研究者気質の領民性であり、工作や実験が大好きらしい。ウラフリータも船の模型を飾っていた。ノースアロライナで生まれ育ったからには、オタク気質になるのだろう。かくいう私も小説オタクではある。領民とは性格が合いそうだ。


脱衣所に着くと、魔力で汚れた寝間着を脱がされる。お風呂用の薄い肌着に着替える。着衣したままお風呂に入るのは気が進まないけど、これがこの世界の常識なのだから仕方がない。
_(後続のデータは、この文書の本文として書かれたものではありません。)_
//! Shared pause and cancel signals consulted by every in-flight download.
//!
//! Both handles are cheap clones over a single atomic flag. Engine runs
//! only poll them (at the pause poll interval or once per written slice),
//! so relaxed ordering carries no observable cost in staleness.

use std::sync::Arc;
use std::sync::atomic::{AtomicBool, Ordering};

/// Process-wide pause signal shared by all concurrent downloads.
///
/// The gate starts runnable. `pause` and `resume` are idempotent and may
/// be called from any thread; every clone observes the same state.
#[derive(Debug, Clone, Default)]
pub struct PauseGate {
    paused: Arc<AtomicBool>,
}

impl PauseGate {
    /// Creates a gate in the runnable state.
    #[must_use]
    pub fn new() -> Self {
        Self::default()
    }

    /// Suspends all downloads sharing this gate.
    pub fn pause(&self) {
        self.paused.store(true, Ordering::Relaxed);
    }

    /// Lets suspended downloads continue.
    pub fn resume(&self) {
        self.paused.store(false, Ordering::Relaxed);
    }

    /// Returns `true` while the gate is paused.
    #[must_use]
    pub fn is_paused(&self) -> bool {
        self.paused.load(Ordering::Relaxed)
    }
}

/// Cooperative cancellation signal for one batch of downloads.
///
/// One-way for the lifetime of the batch: once tripped it stays tripped,
/// and every clone observes it.
#[derive(Debug, Clone, Default)]
pub struct CancelToken {
    cancelled: Arc<AtomicBool>,
}

impl CancelToken {
    /// Creates an untripped token.
    #[must_use]
    pub fn new() -> Self {
        Self::default()
    }

    /// Requests cancellation. Idempotent.
    pub fn cancel(&self) {
        self.cancelled.store(true, Ordering::Relaxed);
    }

    /// Returns `true` once cancellation has been requested.
    #[must_use]
    pub fn is_cancelled(&self) -> bool {
        self.cancelled.load(Ordering::Relaxed)
    }
}
//! Progress reporting seam between the engine and its front end.
//!
//! The engine emits connection milestones, warnings, and terminal states
//! as UTF-8 text lines. Front ends decide where the lines go (tracing, a
//! terminal widget, a test buffer) without the engine knowing about them.

/// Consumer of human-readable progress lines emitted during a transfer.
pub trait ProgressSink: Send + Sync {
    /// Receives one line of progress text.
    fn report(&self, line: &str);
}

/// Every `Fn(&str)` closure is a sink.
impl<F> ProgressSink for F
where
    F: Fn(&str) + Send + Sync,
{
    fn report(&self, line: &str) {
        self(line);
    }
}

/// Sink that discards everything.
#[derive(Debug, Clone, Copy, Default)]
pub struct NullSink;

impl ProgressSink for NullSink {
    fn report(&self, _line: &str) {}
}

/// Sink that forwards every line to the tracing log at info level.
#[derive(Debug, Clone, Copy, Default)]
pub struct LogSink;

impl ProgressSink for LogSink {
    fn report(&self, line: &str) {
        tracing::info!("{line}");
    }
}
浴室は、大衆浴場くらい広い。浴槽から湯気が立っているのが見える。お風呂を見て心躍るかと思ったのだけど、なぜか悪寒が走る。よく分からない気持ちの悪さだ。


「どうされました?」

「いや……」


入口で立ち止まっていると、モルシーナに声をかけられる。自分でも、どうして足が動かないのかよく分からない。どうされましたかと聞かれても、答えられない。


「なんでもないわ」


気丈に振舞い、足を踏み出す。湯に近づくにつれ、吐き気がする。脳やら、脊椎やら、身体やら、何から何までわたしに最大の警報を鳴らす。全身が必死になってわたしに危険を伝えてくる。

 

なにが?


そう思った瞬間、フラッシュバックする。身体がどこかへ溶けだすような、あの感覚。死ぬ瞬間、もしくは死んだあとの、臨死の体験。ウラフリータの幼い身体は必死にわたしに危険を伝えてくれる。


「っう」


気持ちが悪い。わたしは、その場でしゃがむ。


「ウラフリータ様!」


モルシーナが駆け寄って、わたしの側に寄り添う。他の側仕えに指示を出しながら、わたしの背中をさすってくれる。アルナシームさんから預かっている、魔力の排出を促す薬を持ってくるように指示している。

 

違うよ。


「モルシーナ、浴室から出ましょう」


わたしは吐きそうなのをこらえて、モルシーナに伝える。